Task statement:
Only lines with the string "Result" matter here; gather them from the material below.

Listed records:
────────────────────

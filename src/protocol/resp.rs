//! RESP2 parser and encoder
//!
//! The parser walks the buffer with a cursor and only consumes bytes once a
//! whole value is available, so a partial frame costs one scan and leaves
//! the buffer untouched.

use super::types::{RespError, RespValue};
use bytes::{Buf, BufMut, Bytes, BytesMut};

const CRLF: &[u8] = b"\r\n";

/// Largest accepted bulk string
const MAX_BULK_LEN: usize = 512 * 1024 * 1024;

/// Largest accepted multi-bulk element count
const MAX_ARRAY_LEN: usize = 1024 * 1024;

/// Longest accepted inline command line
const MAX_INLINE_LEN: usize = 64 * 1024;

/// Deepest accepted array nesting; requests are flat
const MAX_DEPTH: usize = 8;

fn is_type_prefix(byte: u8) -> bool {
    matches!(byte, b'+' | b'-' | b':' | b'$' | b'*')
}

/// RESP2 request parser
pub struct RespParser;

impl RespParser {
    /// Parse one value from the front of `buf`
    ///
    /// Returns `Ok(Some(value))` and consumes its bytes when a whole value
    /// is buffered, `Ok(None)` when more data is needed.
    ///
    /// Lines that do not start with a RESP type prefix are inline commands
    /// (`PING\r\n`, `GET key\n`) and parse as an array of bulk strings.
    /// Blank inline lines are skipped.
    pub fn parse(buf: &mut BytesMut) -> Result<Option<RespValue>, RespError> {
        loop {
            if buf.is_empty() {
                return Ok(None);
            }

            if !is_type_prefix(buf[0]) {
                match Self::parse_inline(buf)? {
                    Some((Some(value), end)) => {
                        buf.advance(end);
                        return Ok(Some(value));
                    }
                    // Blank line
                    Some((None, end)) => {
                        buf.advance(end);
                        continue;
                    }
                    None => return Ok(None),
                }
            }

            return match Self::parse_at(buf, 0, 0)? {
                Some((value, end)) => {
                    buf.advance(end);
                    Ok(Some(value))
                }
                None => Ok(None),
            };
        }
    }

    /// Parse the value starting at `pos`; returns it with the end offset
    fn parse_at(
        buf: &[u8],
        pos: usize,
        depth: usize,
    ) -> Result<Option<(RespValue, usize)>, RespError> {
        let Some((line, next)) = Self::line_at(buf, pos + 1) else {
            if buf.len() - pos > MAX_INLINE_LEN {
                return Err(RespError::TooLarge("line"));
            }
            return Ok(None);
        };

        let value = match buf[pos] {
            b'+' => RespValue::SimpleString(Self::text(line)?),
            b'-' => RespValue::Error(Self::text(line)?),
            b':' => RespValue::Integer(Self::integer(line)?),
            b'$' => {
                let len = Self::integer(line)?;
                if len == -1 {
                    return Ok(Some((RespValue::Null, next)));
                }
                let len = Self::length(len, MAX_BULK_LEN, "bulk length")?;
                let end = next + len;
                if buf.len() < end + 2 {
                    return Ok(None);
                }
                if &buf[end..end + 2] != CRLF {
                    return Err(RespError::InvalidProtocol(
                        "missing CRLF after bulk string data".to_string(),
                    ));
                }
                return Ok(Some((
                    RespValue::BulkString(Bytes::copy_from_slice(&buf[next..end])),
                    end + 2,
                )));
            }
            b'*' => {
                let count = Self::integer(line)?;
                if count == -1 {
                    return Ok(Some((RespValue::Null, next)));
                }
                let count = Self::length(count, MAX_ARRAY_LEN, "multibulk length")?;
                if depth >= MAX_DEPTH {
                    return Err(RespError::InvalidProtocol(
                        "multibulk nesting too deep".to_string(),
                    ));
                }

                let mut elements = Vec::with_capacity(count.min(64));
                let mut cursor = next;
                for _ in 0..count {
                    if cursor >= buf.len() {
                        return Ok(None);
                    }
                    match Self::parse_at(buf, cursor, depth + 1)? {
                        Some((value, end)) => {
                            elements.push(value);
                            cursor = end;
                        }
                        None => return Ok(None),
                    }
                }
                return Ok(Some((RespValue::Array(elements), cursor)));
            }
            other => {
                return Err(RespError::InvalidProtocol(format!(
                    "unknown type prefix '{}'",
                    other.escape_ascii()
                )))
            }
        };

        Ok(Some((value, next)))
    }

    /// Inline command terminated by `\n` (optionally `\r\n`)
    fn parse_inline(buf: &[u8]) -> Result<Option<(Option<RespValue>, usize)>, RespError> {
        let Some(newline) = buf.iter().position(|&b| b == b'\n') else {
            if buf.len() > MAX_INLINE_LEN {
                return Err(RespError::TooLarge("inline command"));
            }
            return Ok(None);
        };

        let line = buf[..newline].strip_suffix(b"\r").unwrap_or(&buf[..newline]);
        let args: Vec<RespValue> = line
            .split(|b| b.is_ascii_whitespace())
            .filter(|word| !word.is_empty())
            .map(|word| RespValue::BulkString(Bytes::copy_from_slice(word)))
            .collect();

        if args.is_empty() {
            return Ok(Some((None, newline + 1)));
        }
        Ok(Some((Some(RespValue::Array(args)), newline + 1)))
    }

    /// Line content starting at `start` and the offset after its CRLF
    fn line_at(buf: &[u8], start: usize) -> Option<(&[u8], usize)> {
        if start > buf.len() {
            return None;
        }
        buf[start..]
            .windows(2)
            .position(|w| w == CRLF)
            .map(|offset| (&buf[start..start + offset], start + offset + 2))
    }

    fn text(line: &[u8]) -> Result<String, RespError> {
        String::from_utf8(line.to_vec()).map_err(|_| RespError::InvalidUtf8)
    }

    fn integer(line: &[u8]) -> Result<i64, RespError> {
        std::str::from_utf8(line)
            .map_err(|_| RespError::InvalidUtf8)?
            .parse::<i64>()
            .map_err(|_| RespError::InvalidInteger)
    }

    fn length(value: i64, max: usize, what: &'static str) -> Result<usize, RespError> {
        let len = usize::try_from(value).map_err(|_| RespError::InvalidInteger)?;
        if len > max {
            return Err(RespError::TooLarge(what));
        }
        Ok(len)
    }
}

/// RESP2 reply encoder
pub struct RespEncoder;

impl RespEncoder {
    pub fn encode(value: &RespValue) -> Bytes {
        let mut buf = BytesMut::new();
        Self::encode_to(&mut buf, value);
        buf.freeze()
    }

    /// Append the encoding of `value` to `buf`
    pub fn encode_to(buf: &mut BytesMut, value: &RespValue) {
        match value {
            RespValue::SimpleString(s) => {
                buf.put_u8(b'+');
                Self::put_line(buf, s);
            }
            RespValue::Error(e) => {
                buf.put_u8(b'-');
                Self::put_line(buf, e);
            }
            RespValue::Integer(i) => {
                buf.put_u8(b':');
                buf.put_slice(i.to_string().as_bytes());
                buf.put_slice(CRLF);
            }
            RespValue::BulkString(bytes) => {
                buf.put_u8(b'$');
                buf.put_slice(bytes.len().to_string().as_bytes());
                buf.put_slice(CRLF);
                buf.put_slice(bytes);
                buf.put_slice(CRLF);
            }
            RespValue::Null => {
                buf.put_slice(b"$-1\r\n");
            }
            RespValue::Array(arr) => {
                buf.put_u8(b'*');
                buf.put_slice(arr.len().to_string().as_bytes());
                buf.put_slice(CRLF);
                for elem in arr {
                    Self::encode_to(buf, elem);
                }
            }
        }
    }

    /// Simple strings and errors cannot carry line breaks
    fn put_line(buf: &mut BytesMut, text: &str) {
        for b in text.bytes() {
            buf.put_u8(if b == b'\r' || b == b'\n' { b' ' } else { b });
        }
        buf.put_slice(CRLF);
    }
}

────────────────────

Reply:
    pub fn parse(buf: &mut BytesMut) -> Result<Option<RespValue>, RespError> {
    ) -> Result<Option<(RespValue, usize)>, RespError> {
    fn parse_inline(buf: &[u8]) -> Result<Option<(Option<RespValue>, usize)>, RespError> {
    fn text(line: &[u8]) -> Result<String, RespError> {
    fn integer(line: &[u8]) -> Result<i64, RespError> {
    fn length(value: i64, max: usize, what: &'static str) -> Result<usize, RespError> {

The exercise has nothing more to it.